Now my home partition is mounted as an harddisk instead of my actual home...

How do I change that? Can I go to GParted and label it /home or something?
I thought it was already weird that during the installation the labels and their mounting points weren't recognised. If I change the mount point will I lose everything again?

I can vaguely remember doing this once when I didn't have my home on a separate partition and then I had to make a symbolic link to my new home...

pastalavista
March 21st, 2010, 11:48 AM
It involves editing /etc/fstab (I'd have to research a little to say how exactly) but it is easier with 'pysdm' Storage Device Manager, a simple gui tool that will be in System/Administration menu after you install it.
sudo apt-get install pysdm

Ampi
March 21st, 2010, 11:53 AM
Iḿ giving it a try now, so as far as you know there is no workaround this issue. As in, every time a re-install root I will have to relink my home?
Anyway, if the pysdm works smooth then it should be a problem... :)

pastalavista
March 21st, 2010, 12:02 PM
Yes, afraid it's my fault as I forgot to mention a field in the partitioner that says "use this drive" or something like that. Since you just freshly installed, you could do it again and set them right. But pysdm should be able to do it too... wish I was more expert and could just spew a quick terminal command or two

Ampi
March 21st, 2010, 12:03 PM
Well, bad news for me :(.
Apparently the PySDM worked, because I got my desktop picture back and the files, but apparently also the problems. So it's not just the root partition, it screwed u my home.. :(
Well, I'll just back te folders up into my data partition and do a complete new install except for my data partition. Then I can label everything and the home will be there automatic..
But, thanks anyway!

pastalavista
March 21st, 2010, 12:07 PM
Before you reinstall again, go into your /home and delete all the hidden folders and config files (especially .config and .gconf .program-causing-problems) and see if it helps.

ajgreeny
March 21st, 2010, 12:09 PM
On your reinstall you should have clicked on the old /home partition in the list and made the new mountpoint as /home, but made sure the format button was cleared, to ensure nothing is formatted, but the partition still mounted as /home.

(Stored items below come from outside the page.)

/// Object storage for uploaded media
///
/// Handlers spool multipart files to a temporary directory; an uploader forwards a
/// spooled file to object storage and removes the local copy whatever the outcome.
use async_trait::async_trait;
use std::path::Path;
use thiserror::Error;

pub mod cloudinary;

pub use cloudinary::CloudinaryUploader;

#[derive(Debug, Clone, Copy, PartialEq, Eq)]
pub enum MediaKind {
    Video,
    Image,
}

impl MediaKind {
    pub fn resource_type(&self) -> &'static str {
        match self {
            MediaKind::Video => "video",
            MediaKind::Image => "image",
        }
    }
}

/// Stored media as reported by object storage
#[derive(Debug, Clone, PartialEq)]
pub struct UploadedMedia {
    pub url: String,
    /// Seconds, present for video uploads
    pub duration: Option<f64>,
}

#[derive(Debug, Error)]
pub enum MediaError {
    #[error("object storage is not configured")]
    NotConfigured,

    #[error("failed to read spooled upload: {0}")]
    Io(#[from] std::io::Error),

    #[error("object storage request failed: {0}")]
    Request(#[from] reqwest::Error),

    #[error("object storage rejected upload with status {status}: {body}")]
    Rejected { status: u16, body: String },
}

#[cfg_attr(test, mockall::automock)]
#[async_trait]
pub trait MediaUploader: Send + Sync {
    /// Upload the file at `path`. The local file is removed afterwards.
    async fn upload(&self, path: &Path, kind: MediaKind) -> Result<UploadedMedia, MediaError>;
}

/// Round to two decimals, the precision durations are stored with.
pub fn round_duration(seconds: f64) -> f64 {
    (seconds * 100.0).round() / 100.0
}

#[cfg(test)]
mod tests {
    use super::*;

    #[test]
    fn durations_keep_two_decimals() {
        assert_eq!(round_duration(12.3456), 12.35);
        assert_eq!(round_duration(0.0), 0.0);
    }
}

As things stand, you will still have the partition with all your old /home files on it, but it will not be mounted as home at boot time; home will now be within root, as happens on a standard default install.

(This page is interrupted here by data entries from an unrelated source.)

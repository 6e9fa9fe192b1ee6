/// Subscription service - channel subscriptions and the listings over them
use super::{non_empty, ListOptions};
use crate::db::collections::SUBSCRIPTIONS;
use crate::db::{DocumentStore, SubscriptionRepositoryTrait, UserRepositoryTrait};
use crate::error::{AppError, Result};
use crate::metrics::record_toggle;
use crate::models::{parse_id, Caller, Subscription, Toggled};
use crate::pipelines;
use query_pipeline::{PageLabels, Paginated, Sort};
use serde_json::Value;
use std::sync::Arc;
use tracing::info;
use uuid::Uuid;

pub const SUBSCRIBER_LABELS: PageLabels = PageLabels::new("subscribers", "totalSubscribers");
pub const CHANNEL_LABELS: PageLabels = PageLabels::new("channels", "totalChannels");

pub struct SubscriptionService {
    subscriptions: Arc<dyn SubscriptionRepositoryTrait>,
    users: Arc<dyn UserRepositoryTrait>,
    documents: Arc<dyn DocumentStore>,
}

impl SubscriptionService {
    pub fn new(
        subscriptions: Arc<dyn SubscriptionRepositoryTrait>,
        users: Arc<dyn UserRepositoryTrait>,
        documents: Arc<dyn DocumentStore>,
    ) -> Self {
        Self {
            subscriptions,
            users,
            documents,
        }
    }

    /// Subscribe to a channel, or unsubscribe when already subscribed.
    pub async fn toggle_subscription(
        &self,
        caller: &Caller,
        channel_id: &str,
    ) -> Result<Toggled<Subscription>> {
        let channel_id = parse_id(channel_id, "channel ID")?;
        if channel_id == caller.user_id {
            return Err(AppError::validation(
                "You cannot subscribe to your own channel",
            ));
        }
        self.require_user(channel_id, "Channel not found").await?;

        let toggled = self
            .subscriptions
            .toggle(caller.user_id, channel_id)
            .await?;
        record_toggle("subscription", toggled.outcome());

        info!(
            %channel_id,
            caller = %caller.user_id,
            outcome = toggled.outcome(),
            "subscription toggled"
        );
        Ok(toggled)
    }

    pub async fn list_channel_subscribers(
        &self,
        channel_id: &str,
        options: &ListOptions,
    ) -> Result<Paginated<Value>> {
        let channel_id = parse_id(channel_id, "channel ID")?;
        let sort = self.sort(options)?;
        self.require_user(channel_id, "Channel not found").await?;

        let pipeline = pipelines::channel_subscribers(channel_id, sort);
        let page = self
            .documents
            .aggregate_paginate(&pipeline, options.page)
            .await?;
        non_empty(page.with_labels(SUBSCRIBER_LABELS), "No subscribers found")
    }

    pub async fn list_subscribed_channels(
        &self,
        subscriber_id: &str,
        options: &ListOptions,
    ) -> Result<Paginated<Value>> {
        let subscriber_id = parse_id(subscriber_id, "subscriber ID")?;
        let sort = self.sort(options)?;
        self.require_user(subscriber_id, "Subscriber not found")
            .await?;

        let pipeline = pipelines::subscribed_channels(subscriber_id, sort);
        let page = self
            .documents
            .aggregate_paginate(&pipeline, options.page)
            .await?;
        non_empty(page.with_labels(CHANNEL_LABELS), "No subscribed channels found")
    }

    fn sort(&self, options: &ListOptions) -> Result<Sort> {
        Ok(Sort::from_params(
            &SUBSCRIPTIONS,
            options.sort_by.as_deref(),
            options.sort_type.as_deref(),
            "createdAt",
        )?)
    }

    async fn require_user(&self, user_id: Uuid, message: &str) -> Result<()> {
        if self.users.exists(user_id).await? {
            Ok(())
        } else {
            Err(AppError::NotFound(message.to_string()))
        }
    }
}

#[cfg(test)]
mod tests {
    use super::*;
    use crate::db::{MockDocumentStore, MockSubscriptionRepositoryTrait, MockUserRepositoryTrait};
    use crate::services::test_support::page_of;
    use chrono::Utc;
    use serde_json::json;

    fn subscription(subscriber: Uuid, channel: Uuid) -> Subscription {
        Subscription {
            id: Uuid::new_v4(),
            subscriber,
            channel,
            created_at: Utc::now(),
        }
    }

    fn service(
        subscriptions: MockSubscriptionRepositoryTrait,
        users: MockUserRepositoryTrait,
        documents: MockDocumentStore,
    ) -> SubscriptionService {
        SubscriptionService::new(Arc::new(subscriptions), Arc::new(users), Arc::new(documents))
    }

    fn existing_users() -> MockUserRepositoryTrait {
        let mut users = MockUserRepositoryTrait::new();
        users.expect_exists().returning(|_| Ok(true));
        users
    }

    #[tokio::test]
    async fn self_subscription_always_fails_validation() {
        let mut subscriptions = MockSubscriptionRepositoryTrait::new();
        subscriptions.expect_toggle().never();
        let mut users = MockUserRepositoryTrait::new();
        users.expect_exists().never();

        let caller = Caller::new(Uuid::new_v4());
        let err = service(subscriptions, users, MockDocumentStore::new())
            .toggle_subscription(&caller, &caller.user_id.to_string())
            .await
            .unwrap_err();
        assert_eq!(err.to_string(), "You cannot subscribe to your own channel");
    }

    #[tokio::test]
    async fn subscribing_to_unknown_channel_is_not_found() {
        let mut users = MockUserRepositoryTrait::new();
        users.expect_exists().returning(|_| Ok(false));

        let err = service(
            MockSubscriptionRepositoryTrait::new(),
            users,
            MockDocumentStore::new(),
        )
        .toggle_subscription(&Caller::new(Uuid::new_v4()), &Uuid::new_v4().to_string())
        .await
        .unwrap_err();
        assert!(matches!(err, AppError::NotFound(_)));
    }

    #[tokio::test]
    async fn toggle_reports_outcome() {
        let caller = Caller::new(Uuid::new_v4());
        let channel = Uuid::new_v4();

        let mut subscriptions = MockSubscriptionRepositoryTrait::new();
        subscriptions
            .expect_toggle()
            .withf(move |subscriber, ch| *subscriber == caller.user_id && *ch == channel)
            .returning(|subscriber, channel| {
                Ok(Toggled::Removed(subscription(subscriber, channel)))
            });

        let toggled = service(subscriptions, existing_users(), MockDocumentStore::new())
            .toggle_subscription(&caller, &channel.to_string())
            .await
            .unwrap();
        assert_eq!(toggled.outcome(), "removed");
    }

    #[tokio::test]
    async fn malformed_ids_never_reach_storage() {
        let svc = service(
            MockSubscriptionRepositoryTrait::new(),
            MockUserRepositoryTrait::new(),
            MockDocumentStore::new(),
        );
        assert!(matches!(
            svc.list_channel_subscribers("nope", &ListOptions::default())
                .await,
            Err(AppError::Validation { .. })
        ));
        assert!(matches!(
            svc.list_subscribed_channels("nope", &ListOptions::default())
                .await,
            Err(AppError::Validation { .. })
        ));
        assert!(matches!(
            svc.toggle_subscription(&Caller::new(Uuid::new_v4()), "nope")
                .await,
            Err(AppError::Validation { .. })
        ));
    }

    #[tokio::test]
    async fn channel_without_subscribers_is_not_found() {
        let mut documents = MockDocumentStore::new();
        documents
            .expect_aggregate_paginate()
            .returning(|_, request| Ok(page_of(Vec::new(), 0, request)));

        let err = service(
            MockSubscriptionRepositoryTrait::new(),
            existing_users(),
            documents,
        )
        .list_channel_subscribers(&Uuid::new_v4().to_string(), &ListOptions::default())
        .await
        .unwrap_err();
        assert_eq!(err.to_string(), "No subscribers found");
    }

    #[tokio::test]
    async fn subscribed_channels_use_channel_labels() {
        let mut documents = MockDocumentStore::new();
        documents
            .expect_aggregate_paginate()
            .returning(|_, request| Ok(page_of(vec![json!({"channel": {}})], 1, request)));

        let page = service(
            MockSubscriptionRepositoryTrait::new(),
            existing_users(),
            documents,
        )
        .list_subscribed_channels(&Uuid::new_v4().to_string(), &ListOptions::default())
        .await
        .unwrap();
        let body = serde_json::to_value(&page).unwrap();
        assert_eq!(body["totalChannels"], 1);
        assert!(body["channels"].is_array());
    }
}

If you can not get the old home back by editing fstab or using pysdm, just do the reinstall again, but this time set the old /home partition as /home, set it not to be formatted, and all should be OK.

PS:
I assume that when you rebooted after the reinstall, you saw a default ubuntu gnome desktop, rather than your expected personal desktop view, background etc etc, which would have appeared if the old home was used with the new install. That should have made you realise that something had gone wrong.

pastalavista
March 21st, 2010, 12:15 PM
re previous post. never mind. if you delete those hidden files, you won't have your old desktop any more.

Ampi
March 23rd, 2010, 01:44 PM
Let me see:

@ajgreeny: Indeed. But with psdym (so just my fstab) I had my old home mounted as /home. So everything came back to normal, but unfortunately including the problems..
For a new install I can do exactly what you said for my data-partition, right? Check that it will not be formatted but at least that it will be mounted on /data, right?

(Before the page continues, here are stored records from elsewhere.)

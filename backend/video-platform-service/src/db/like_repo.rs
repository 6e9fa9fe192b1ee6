use super::{LikeRepositoryTrait, TOGGLE_ATTEMPTS};
use crate::models::{Like, LikeTarget, LikeTargetKind, Toggled};
use async_trait::async_trait;
use chrono::{DateTime, Utc};
use sqlx::{FromRow, PgPool};
use uuid::Uuid;

#[derive(Debug, FromRow)]
struct LikeRow {
    id: Uuid,
    owner_id: Uuid,
    target_kind: String,
    target_id: Uuid,
    created_at: DateTime<Utc>,
}

impl TryFrom<LikeRow> for Like {
    type Error = sqlx::Error;

    fn try_from(row: LikeRow) -> Result<Self, Self::Error> {
        let kind = LikeTargetKind::parse(&row.target_kind).ok_or_else(|| {
            sqlx::Error::Decode(format!("unknown like target kind '{}'", row.target_kind).into())
        })?;

        Ok(Like {
            id: row.id,
            owner: row.owner_id,
            target: LikeTarget::new(kind, row.target_id),
            created_at: row.created_at,
        })
    }
}

/// Repository for Like operations
#[derive(Clone)]
pub struct LikeRepository {
    pool: PgPool,
}

impl LikeRepository {
    pub fn new(pool: PgPool) -> Self {
        Self { pool }
    }
}

#[async_trait]
impl LikeRepositoryTrait for LikeRepository {
    async fn target_exists(&self, target: LikeTarget) -> Result<bool, sqlx::Error> {
        let sql = match target {
            LikeTarget::Video(_) => "SELECT EXISTS(SELECT 1 FROM videos WHERE id = $1)",
            LikeTarget::Comment(_) => "SELECT EXISTS(SELECT 1 FROM comments WHERE id = $1)",
            LikeTarget::Tweet(_) => "SELECT EXISTS(SELECT 1 FROM tweets WHERE id = $1)",
        };

        sqlx::query_scalar(sql)
            .bind(target.id())
            .fetch_one(&self.pool)
            .await
    }

    /// Delete first; only when nothing was removed is an insert attempted. The
    /// unique constraint turns a concurrent duplicate insert into a no-op, in
    /// which case the row that won is reported as added. If that row is removed
    /// again before it can be read back, the toggle starts over.
    async fn toggle(
        &self,
        owner_id: Uuid,
        target: LikeTarget,
    ) -> Result<Toggled<Like>, sqlx::Error> {
        let kind = target.kind().as_str();

        for _ in 0..TOGGLE_ATTEMPTS {
            let removed = sqlx::query_as::<_, LikeRow>(
                r#"
                DELETE FROM likes
                WHERE owner_id = $1 AND target_kind = $2 AND target_id = $3
                RETURNING id, owner_id, target_kind, target_id, created_at
                "#,
            )
            .bind(owner_id)
            .bind(kind)
            .bind(target.id())
            .fetch_optional(&self.pool)
            .await?;

            if let Some(row) = removed {
                return Ok(Toggled::Removed(row.try_into()?));
            }

            let inserted = sqlx::query_as::<_, LikeRow>(
                r#"
                INSERT INTO likes (owner_id, target_kind, target_id)
                VALUES ($1, $2, $3)
                ON CONFLICT (owner_id, target_kind, target_id) DO NOTHING
                RETURNING id, owner_id, target_kind, target_id, created_at
                "#,
            )
            .bind(owner_id)
            .bind(kind)
            .bind(target.id())
            .fetch_optional(&self.pool)
            .await?;

            if let Some(row) = inserted {
                return Ok(Toggled::Added(row.try_into()?));
            }

            let existing = sqlx::query_as::<_, LikeRow>(
                r#"
                SELECT id, owner_id, target_kind, target_id, created_at
                FROM likes
                WHERE owner_id = $1 AND target_kind = $2 AND target_id = $3
                "#,
            )
            .bind(owner_id)
            .bind(kind)
            .bind(target.id())
            .fetch_optional(&self.pool)
            .await?;

            if let Some(row) = existing {
                return Ok(Toggled::Added(row.try_into()?));
            }
            tracing::debug!(%owner_id, target_id = %target.id(), "like vanished during toggle, retrying");
        }

        Err(sqlx::Error::Protocol(format!(
            "like toggle did not settle after {TOGGLE_ATTEMPTS} attempts"
        )))
    }
}

#[cfg(test)]
mod tests {
    use super::*;

    fn row(kind: &str) -> LikeRow {
        LikeRow {
            id: Uuid::new_v4(),
            owner_id: Uuid::new_v4(),
            target_kind: kind.to_string(),
            target_id: Uuid::new_v4(),
            created_at: Utc::now(),
        }
    }

    #[test]
    fn row_converts_into_tagged_target() {
        let row = row("tweet");
        let target_id = row.target_id;
        let like = Like::try_from(row).unwrap();
        assert_eq!(like.target, LikeTarget::Tweet(target_id));
    }

    #[test]
    fn unknown_kind_is_a_decode_error() {
        assert!(matches!(
            Like::try_from(row("playlist")),
            Err(sqlx::Error::Decode(_))
        ));
    }
}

@pastalavista: What do you mean with old desktop? If my problems are within the home-directory I will have to change my complete desktop anyway. I just had a complete new install a week ago so I should not loose that much configuration. Once I have everything okay again, I want to make a proper backup of my /home directory for future issues :).
So my question now, will deleting the hidden files and the config files help me? I guess, because I have a very recent install, I might as well do it all over, right?